Friday, July 9, 2010

MARYLAND TRIBUNAL SIDES WITH PINAY NURSES






A Maryland judge has sided with one of three Filipina nurses fired from a Baltimore hospital last April for speaking Tagalog.

Administrative Judge Stuart Breslow, in a June 30 ruling, said Filipina nurse Corina Yap should receive unemployment benefits.

Filipina nurses Yap, Anna Rosales and Hachelle Natano, and Fil-Am hospital employee Jazziel Granada were dismissed by Bon Secours Hospital for allegedly violating a rule requiring them to speak only in English while on duty at the Emergency Room.

State authorities had initially disqualified her from the benefits because the hospital said Yap was fired for grave misconduct.

But Judge Breslow disagreed.

“Her actions were not intended to deliberately violate the directive, but were merely an inadvertent action on her part to greet and talk to a fellow employee in their native tongue,” he declared.

“At no time during these encounters did any discussion about a patient take place and no patient was placed at risk as a result of her actions,” the judge stressed.

Lawyer Arnedo Valera, counsel for the dismissed hospital workers, said the administrative court ruling bolstered their arguments that the Filipinas were unfairly treated and deprived of due process.

While they do not question the hospital’s English-only rule, Valera alleges the Filipinas were singled out because of their country of origin.

He added that the hospital’s English-only rule was so broad and lacking in clear guidelines that made it nearly unenforceable.
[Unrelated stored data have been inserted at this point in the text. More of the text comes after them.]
use std::fs;
use std::sync::atomic::Ordering;
use std::sync::Arc;
use std::thread;
use std::time::Duration;

use chat_provider::{cancel_signal, ChatBackend, ChatError, ContinuationTokens, Model, RpcBatch};
use chat_provider_mock::{EnvelopeBuilder, ScriptedBackend, ScriptedReply};
use gem_chat::{AttachmentManager, Session, TurnRequest};
use history_store::{HistoryStore, NewMessage, Role};
use pretty_assertions::assert_eq;
use tempfile::{tempdir, TempDir};

struct Fixture {
    _dir: TempDir,
    store: Arc<HistoryStore>,
}

fn fixture() -> Fixture {
    let dir = tempdir().expect("tempdir");
    let store = Arc::new(HistoryStore::open(&dir.path().join("history")).expect("open store"));
    Fixture { _dir: dir, store }
}

fn as_backend(backend: &Arc<ScriptedBackend>) -> Arc<dyn ChatBackend> {
    Arc::clone(backend) as Arc<dyn ChatBackend>
}

fn sent_tokens(batch: &RpcBatch) -> ContinuationTokens {
    match batch {
        RpcBatch::Generate(request) => request.tokens.clone(),
        RpcBatch::Execute(_) => panic!("expected a generate request"),
    }
}

/// Stored conversation with one completed exchange and tokens (C1, R1, RC1).
fn preload(store: &HistoryStore) -> String {
    let conversation = store.create(Model::Flash25).expect("create");
    store
        .append_message(&conversation.id, NewMessage::user("hello there"))
        .expect("user");
    store
        .append_message(&conversation.id, NewMessage::assistant("hi!"))
        .expect("assistant");
    store
        .update_tokens(&conversation.id, &ContinuationTokens::new("C1", "R1", "RC1"))
        .expect("tokens");
    conversation.id
}

#[test]
fn fresh_conversation_is_created_and_titled() {
    let fixture = fixture();
    let backend = Arc::new(ScriptedBackend::new(vec![ScriptedReply::text(
        "C1", "R1", "RC1", "hello",
    )]));
    let session = Session::with_history(
        as_backend(&backend),
        Arc::clone(&fixture.store),
        Model::Unspecified,
    );

    let output = session.send(TurnRequest::new("hi")).expect("send");
    assert_eq!(output.text(), "hello");

    let summaries = fixture.store.list();
    assert_eq!(summaries.len(), 1);
    assert_eq!(summaries[0].title, "hi");

    let stored = fixture.store.get(&summaries[0].id).expect("get");
    let turns: Vec<_> = stored
        .messages
        .iter()
        .map(|message| (message.role, message.content.as_str()))
        .collect();
    assert_eq!(turns, vec![(Role::User, "hi"), (Role::Assistant, "hello")]);
    assert_eq!(stored.tokens, ContinuationTokens::new("C1", "R1", "RC1"));
    assert_eq!(stored.messages[1].candidate_index, Some(0));
    assert_eq!(session.conversation_id(), Some(stored.id));
}

#[test]
fn resumed_session_continues_the_thread() {
    let fixture = fixture();
    let id = preload(&fixture.store);
    let backend = Arc::new(ScriptedBackend::new(vec![ScriptedReply::text(
        "C1", "R2", "RC2", "sure",
    )]));
    let conversation = fixture.store.get(&id).expect("get");
    let session = Session::restore(
        as_backend(&backend),
        Arc::clone(&fixture.store),
        &conversation,
    );
    assert_eq!(session.model(), Model::Flash25);

    session.send(TurnRequest::new("more")).expect("send");

    assert_eq!(
        sent_tokens(&backend.requests()[0]),
        ContinuationTokens::new("C1", "R1", "RC1")
    );
    let stored = fixture.store.get(&id).expect("get");
    assert_eq!(stored.tokens, ContinuationTokens::new("C1", "R2", "RC2"));
    assert_eq!(stored.messages.len(), 4);
    assert_eq!(stored.title, "hello there");
}

#[test]
fn restored_metadata_reproduces_outgoing_tokens() {
    let fixture = fixture();
    let backend = Arc::new(ScriptedBackend::new(vec![
        ScriptedReply::text("C9", "R9", "RC9", "first"),
        ScriptedReply::text("", "R10", "RC10", "second"),
        ScriptedReply::text("", "R10", "RC10", "second again"),
    ]));
    let original = Session::with_history(
        as_backend(&backend),
        Arc::clone(&fixture.store),
        Model::Unspecified,
    );
    original.send(TurnRequest::new("one")).expect("first send");
    original.send(TurnRequest::new("two")).expect("second send");
    let id = original.conversation_id().expect("conversation created");

    let conversation = fixture.store.get(&id).expect("get");
    let unbound = Session::new(as_backend(&backend), conversation.model);
    unbound
        .set_metadata(conversation.tokens.clone())
        .expect("restore tokens");
    unbound.send(TurnRequest::new("three")).expect("third send");

    let requests = backend.requests();
    assert_eq!(sent_tokens(&requests[2]), original.metadata());
    assert_eq!(sent_tokens(&requests[2]), ContinuationTokens::new("C9", "R10", "RC10"));
}

#[test]
fn parse_failure_keeps_user_turn_and_tokens() {
    let fixture = fixture();
    let id = preload(&fixture.store);
    let backend = Arc::new(ScriptedBackend::new(vec![ScriptedReply::malformed()]));
    let conversation = fixture.store.get(&id).expect("get");
    let session = Session::restore(
        as_backend(&backend),
        Arc::clone(&fixture.store),
        &conversation,
    );

    let error = session.send(TurnRequest::new("x")).expect_err("malformed reply");
    assert!(matches!(error, ChatError::Parse(_)));

    let stored = fixture.store.get(&id).expect("get");
    assert_eq!(stored.messages.len(), 3);
    let last = stored.messages.last().expect("last message");
    assert_eq!((last.role, last.content.as_str()), (Role::User, "x"));
    assert_eq!(stored.tokens, ContinuationTokens::new("C1", "R1", "RC1"));
    assert_eq!(session.metadata(), ContinuationTokens::new("C1", "R1", "RC1"));
}

#[test]
fn next_turn_after_failure_orphans_the_unanswered_prompt() {
    let fixture = fixture();
    let backend = Arc::new(ScriptedBackend::new(vec![
        ScriptedReply::Fail(ChatError::RateLimited { retry_hint: None }),
        ScriptedReply::text("C1", "R1", "RC1", "answer"),
    ]));
    let session = Session::with_history(
        as_backend(&backend),
        Arc::clone(&fixture.store),
        Model::Unspecified,
    );

    assert!(matches!(
        session.send(TurnRequest::new("first try")),
        Err(ChatError::RateLimited { .. })
    ));
    session.send(TurnRequest::new("second try")).expect("retry");

    let id = session.conversation_id().expect("id");
    let stored = fixture.store.get(&id).expect("get");
    let flags: Vec<_> = stored
        .messages
        .iter()
        .map(|message| (message.content.as_str(), message.orphaned))
        .collect();
    assert_eq!(
        flags,
        vec![("first try", true), ("second try", false), ("answer", false)]
    );
    assert_eq!(stored.title, "first try");
}

#[test]
fn auth_refresh_retries_once_and_persists_one_exchange() {
    let fixture = fixture();
    let backend = Arc::new(ScriptedBackend::new(vec![
        ScriptedReply::Fail(ChatError::AuthRequired),
        ScriptedReply::text("C1", "R1", "RC1", "welcome back"),
    ]));
    let session = Session::with_history(
        as_backend(&backend),
        Arc::clone(&fixture.store),
        Model::Unspecified,
    );

    session.send(TurnRequest::new("hi")).expect("send after refresh");

    assert_eq!(backend.refresh_calls(), 1);
    assert_eq!(backend.request_count(), 2);
    let id = session.conversation_id().expect("id");
    let stored = fixture.store.get(&id).expect("get");
    assert_eq!(stored.messages.len(), 2);
    assert_eq!(stored.tokens, ContinuationTokens::new("C1", "R1", "RC1"));
}

#[test]
fn attachment_handles_are_not_retained_by_the_manager() {
    let fixture = fixture();
    let dir = tempdir().expect("tempdir");
    let path = dir.path().join("diagram.png");
    fs::write(&path, [0x89, b'P', b'N', b'G']).expect("write");

    let backend = Arc::new(ScriptedBackend::echo());
    let manager = AttachmentManager::new(as_backend(&backend));
    let session = Session::with_history(
        as_backend(&backend),
        Arc::clone(&fixture.store),
        Model::Unspecified,
    );

    let handle = manager.upload(&path).expect("upload");
    session
        .send(TurnRequest::new("look").with_attachments(vec![handle.clone()]))
        .expect("first send");
    session
        .send(TurnRequest::new("again").with_attachments(vec![handle.clone()]))
        .expect("reuse is the caller's choice");

    assert_eq!(backend.uploads().len(), 1);
    for batch in backend.requests() {
        let RpcBatch::Generate(request) = batch else {
            panic!("expected a generate request");
        };
        assert_eq!(request.attachments, vec![handle.clone()]);
    }

    let id = session.conversation_id().expect("id");
    let stored = fixture.store.get(&id).expect("get");
    assert_eq!(stored.messages[0].attachments, vec!["diagram.png".to_owned()]);
}

#[test]
fn concurrent_send_is_rejected_while_first_completes() {
    let fixture = fixture();
    let backend = Arc::new(ScriptedBackend::new(vec![ScriptedReply::text(
        "C1", "R1", "RC1", "done",
    )]));
    backend.close_gate();
    let session = Arc::new(Session::with_history(
        as_backend(&backend),
        Arc::clone(&fixture.store),
        Model::Unspecified,
    ));

    let worker = {
        let session = Arc::clone(&session);
        thread::spawn(move || session.send(TurnRequest::new("first")))
    };
    assert!(backend.wait_for_requests(1, Duration::from_secs(5)));

    assert_eq!(session.send(TurnRequest::new("second")), Err(ChatError::Busy));

    backend.open_gate();
    let output = worker.join().expect("worker joins").expect("first send");
    assert_eq!(output.text(), "done");

    let id = session.conversation_id().expect("id");
    let stored = fixture.store.get(&id).expect("get");
    assert_eq!(stored.messages.len(), 2);
    assert_eq!(stored.messages[0].content, "first");
}

#[test]
fn cancelled_send_keeps_user_turn_only() {
    let fixture = fixture();
    let backend = Arc::new(ScriptedBackend::echo());
    backend.close_gate();
    let session = Arc::new(Session::with_history(
        as_backend(&backend),
        Arc::clone(&fixture.store),
        Model::Unspecified,
    ));
    let cancel = cancel_signal();

    let worker = {
        let session = Arc::clone(&session);
        let cancel = Arc::clone(&cancel);
        thread::spawn(move || session.send(TurnRequest::new("never mind").with_cancel(cancel)))
    };
    assert!(backend.wait_for_requests(1, Duration::from_secs(5)));
    cancel.store(true, Ordering::Release);

    assert_eq!(worker.join().expect("joins"), Err(ChatError::Cancelled));
    let id = session.conversation_id().expect("id");
    let stored = fixture.store.get(&id).expect("get");
    assert_eq!(stored.messages.len(), 1);
    assert_eq!(stored.messages[0].role, Role::User);
    assert!(stored.tokens.is_new());
}

#[test]
fn candidate_choice_is_persisted_with_tokens() {
    let fixture = fixture();
    let frames = EnvelopeBuilder::new("C1", "R1")
        .reply("RC-a", "short answer")
        .reply("RC-b", "long answer")
        .frames();
    let backend = Arc::new(ScriptedBackend::new(vec![ScriptedReply::Frames(frames)]));
    let session = Session::with_history(
        as_backend(&backend),
        Arc::clone(&fixture.store),
        Model::Unspecified,
    );
    session.send(TurnRequest::new("explain")).expect("send");

    let chosen = session.choose_candidate(1).expect("choose");
    assert_eq!(chosen.text, "long answer");

    let id = session.conversation_id().expect("id");
    let stored = fixture.store.get(&id).expect("get");
    assert_eq!(stored.messages.len(), 2);
    assert_eq!(stored.messages[1].content, "long answer");
    assert_eq!(stored.messages[1].candidate_index, Some(1));
    assert_eq!(stored.tokens, ContinuationTokens::new("C1", "R1", "RC-b"));
}

#[test]
fn choosing_after_a_failed_send_leaves_session_and_store_in_step() {
    let fixture = fixture();
    let frames = EnvelopeBuilder::new("C", "R")
        .reply("RC-a", "first")
        .reply("RC-b", "second")
        .frames();
    let backend = Arc::new(ScriptedBackend::new(vec![
        ScriptedReply::Frames(frames),
        ScriptedReply::malformed(),
    ]));
    let session = Session::with_history(
        as_backend(&backend),
        Arc::clone(&fixture.store),
        Model::Unspecified,
    );
    session.send(TurnRequest::new("q1")).expect("first send");
    assert!(matches!(
        session.send(TurnRequest::new("q2")),
        Err(ChatError::Parse(_))
    ));

    assert!(matches!(session.choose_candidate(1), Err(ChatError::Storage(_))));

    let id = session.conversation_id().expect("id");
    let stored = fixture.store.get(&id).expect("get");
    assert_eq!(stored.tokens, ContinuationTokens::new("C", "R", "RC-a"));
    assert_eq!(session.metadata(), stored.tokens);
    assert_eq!(session.last_output().map(|output| output.chosen()), Some(0));

    let restored = Session::restore(as_backend(&backend), Arc::clone(&fixture.store), &stored);
    assert_eq!(restored.metadata(), session.metadata());
}

#[test]
fn model_and_gem_changes_are_persisted() {
    let fixture = fixture();
    let backend = Arc::new(ScriptedBackend::echo());
    let session = Session::with_history(
        as_backend(&backend),
        Arc::clone(&fixture.store),
        Model::Unspecified,
    );
    session.set_gem(Some("gem-1".to_owned())).expect("gem before first send");
    session.send(TurnRequest::new("hi")).expect("send");
    let id = session.conversation_id().expect("id");
    assert_eq!(fixture.store.get(&id).expect("get").gem_id.as_deref(), Some("gem-1"));

    let tokens_before = session.metadata();
    session.set_model(Model::Pro30).expect("model");
    session.set_gem(None).expect("clear gem");

    let stored = fixture.store.get(&id).expect("get");
    assert_eq!(stored.model, Model::Pro30);
    assert_eq!(stored.gem_id, None);
    assert_eq!(session.metadata(), tokens_before);
}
He asked, for instance, whether uttering a single non-English word like the name of a foreign food or a word of greeting was sufficient to fire a hospital worker.

“Based on that single page paper they signed, there is simply no way to determine what constitutes a dismissable offense,” he opined.

Valera noted the hospital could not cite specific instances where or when the alleged violations took place.

The nurses contend they spoke Tagalog only at the nurses’ station during break time and never in front of a patient.

Only Yap filed the appeal to get the benefits before the Maryland Department of Labor because her job at Bon Secours Hospital was her main source of income.

“The Employer has a right to expect that its employees will follow its policies and directives,” Judge Breslow said.

“While failure to abide by the directive may be considered misconduct, the one instance where the Claimant discussed a patient with another employee in her native language and the other incidents of inadvertently greeting an employee in her native language are not found to be a deliberate and willful disregard of standards that the Employer had the right to expect,” he concluded.

Valera said they plan to introduce the Maryland administrative court’s ruling as additional evidence in the discrimination complaint they filed last month before the federal Equal Employment Opportunity Commission.

The nurses are also mulling a separate civil suit for damages against Bon Secours Hospital.